There was nobody at the kiosk when I arrived and I felt a pang of trepidation, as I have a love-hate relationship with technology. But as I drew nearer, an officer appeared and offered to guide me through the steps, to my initial relief.
Things started to go downhill when the camera refused to recognise my face. I knew I probably looked different from my passport "glamour shot", but aren't computers smart enough to surmount this common problem?
I tried various facial expressions, ranging from the serious to the comical, before the system finally accepted it was really me. But worse was yet to come. The computer then refused to read my thumbprint. After a few futile tries, the officer helpfully suggested that my finger might be too dry, and and that I moisten it with the oil from my nose. I knew my face was oily, but this was the first time someone had a practical use for it.
Too shellshocked to protest, I did as she advised, rubbing my thumb vigorously over my nose, hoping to squeeze out sufficient sebum to grease my thumb. But the few failed attempts only resulted in a shiny red nose to rival Rudolph's.
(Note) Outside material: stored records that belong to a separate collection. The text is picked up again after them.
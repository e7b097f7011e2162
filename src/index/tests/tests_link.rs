use super::{resolve, walk, walk_with};
use crate::index::{
    Link, LinkResolver, ReferenceSourceLinkProvider, ResolvedTree, SymbolLinkProvider,
};
use crate::model::Document;
use crate::symbols::Binding;
use rstest::rstest;
use std::sync::Arc;

fn linked(doc: &Document) -> Vec<(String, String, bool)> {
    doc.tokens()
        .iter()
        .filter_map(|t| {
            let link = t.link()?;
            Some((t.text().to_string(), link.key().to_string(), link.is_declaration()))
        })
        .collect()
}

fn keys_of(doc: &Document, key: &str) -> usize {
    doc.links().filter(|l| l.key() == key).count()
}

const SHAPES: &str = "
namespace Shapes
{
    enum Kind { Round }

    class Circle
    {
        double radius;
        public Circle(double r) { radius = r; }
        public double Area(int scale)
        {
            var factor = scale * 2;
            return radius * factor;
        }
    }
}";

/// Every kind of declaration links to itself exactly once.
#[rstest]
#[case::namespace("Shapes", "Shapes")]
#[case::enum_type("Kind", "Shapes.Kind")]
#[case::enum_member("Round", "Shapes.Kind.Round")]
#[case::class("Circle", "Shapes.Circle")]
#[case::field("radius", "Shapes.Circle.radius")]
#[case::parameter("r", "Shapes.Circle.Circle(double)::r")]
#[case::method("Area", "Shapes.Circle.Area(int)")]
#[case::local("factor", "Shapes.Circle.Area(int)::factor")]
fn test_declarations_self_link(#[case] name: &str, #[case] key: &str) {
    let doc = walk(SHAPES);
    let declarations: Vec<_> = linked(&doc)
        .into_iter()
        .filter(|(_, k, is_decl)| k == key && *is_decl)
        .collect();
    assert_eq!(declarations.len(), 1, "{key}");
    assert_eq!(declarations[0].0, name);
}

#[test]
fn test_uses_share_the_declaration_key() {
    let doc = walk(SHAPES);
    assert_eq!(keys_of(&doc, "Shapes.Circle.radius"), 3);
    assert_eq!(keys_of(&doc, "Shapes.Circle.Area(int)::scale"), 2);
    assert_eq!(keys_of(&doc, "Shapes.Circle.Area(int)::factor"), 2);
    assert_eq!(keys_of(&doc, "Shapes.Circle.Circle(double)::r"), 2);
}

#[test]
fn test_unresolved_names_have_no_link() {
    let doc = walk("class A { void M() { Missing(); unknown = 1; } }");
    let texts: Vec<String> = linked(&doc).into_iter().map(|(t, _, _)| t).collect();
    assert_eq!(texts, ["A", "M"]);
}

#[test]
fn test_resolution_is_idempotent() {
    let trees = resolve(&["class A { void M() { M(); } }"]);
    let ResolvedTree::CSharp(model) = &trees[0];
    let root = model.root();
    let provider = SymbolLinkProvider;
    let mut resolver = LinkResolver::new(model.symbols(), &provider);
    for token in root.descendants_with_tokens().filter_map(|e| e.into_token()) {
        let binding = model.binding(&token);
        let first = resolver.resolve(binding);
        let second = resolver.resolve(binding);
        assert_eq!(first, second);
    }
    assert_eq!(resolver.resolve(Binding::Unresolved), None);
    assert_eq!(resolver.resolve(Binding::None), None);
}

#[test]
fn test_reference_source_links_hosted_namespaces() {
    let sources = [
        "namespace System { class Widget { public static void Run() { } } }",
        "using System; class App { void M() { Widget.Run(); } }",
    ];
    let provider = ReferenceSourceLinkProvider::new("https://docs.example.test/");
    let docs = walk_with(&sources, Arc::new(provider));

    // Declarations stay in the index
    assert!(docs[0].links().all(|l| matches!(l, Link::Symbol(_))));

    let external: Vec<_> = docs[1]
        .links()
        .filter_map(|l| match l {
            Link::External(link) => Some(link.url.as_str()),
            Link::Symbol(_) => None,
        })
        .collect();
    assert_eq!(
        external,
        [
            "https://docs.example.test/#System",
            "https://docs.example.test/#System.Widget",
            "https://docs.example.test/#System.Widget.Run()",
        ]
    );
    assert_eq!(keys_of(&docs[1], "App"), 1);
}

#[test]
fn test_reference_source_namespace_prefix_must_match_segments() {
    let sources = [
        "namespace Systematic { class Tool { } }",
        "class App { Systematic.Tool tool; }",
    ];
    let provider = ReferenceSourceLinkProvider::default().with_namespaces(["System"]);
    let docs = walk_with(&sources, Arc::new(provider));
    assert!(docs[1].links().all(|l| matches!(l, Link::Symbol(_))));
    assert_eq!(keys_of(&docs[1], "Systematic.Tool"), 1);
}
Finally, to my relief, even the tenacious officer threw in the towel. She retrieved my passport from the room behind the kiosk, and another officer escorted me upstairs, making me feel like an immigration offender even as I tried to be as inconspicuous as possible.
After what seemed like an eternity, I got my passport from another somewhat incredulous officer. In five years' time, in the unlikely event that I use the self-collection service again, I will remember to bring a pot of grease with me, as well as my make-up artist.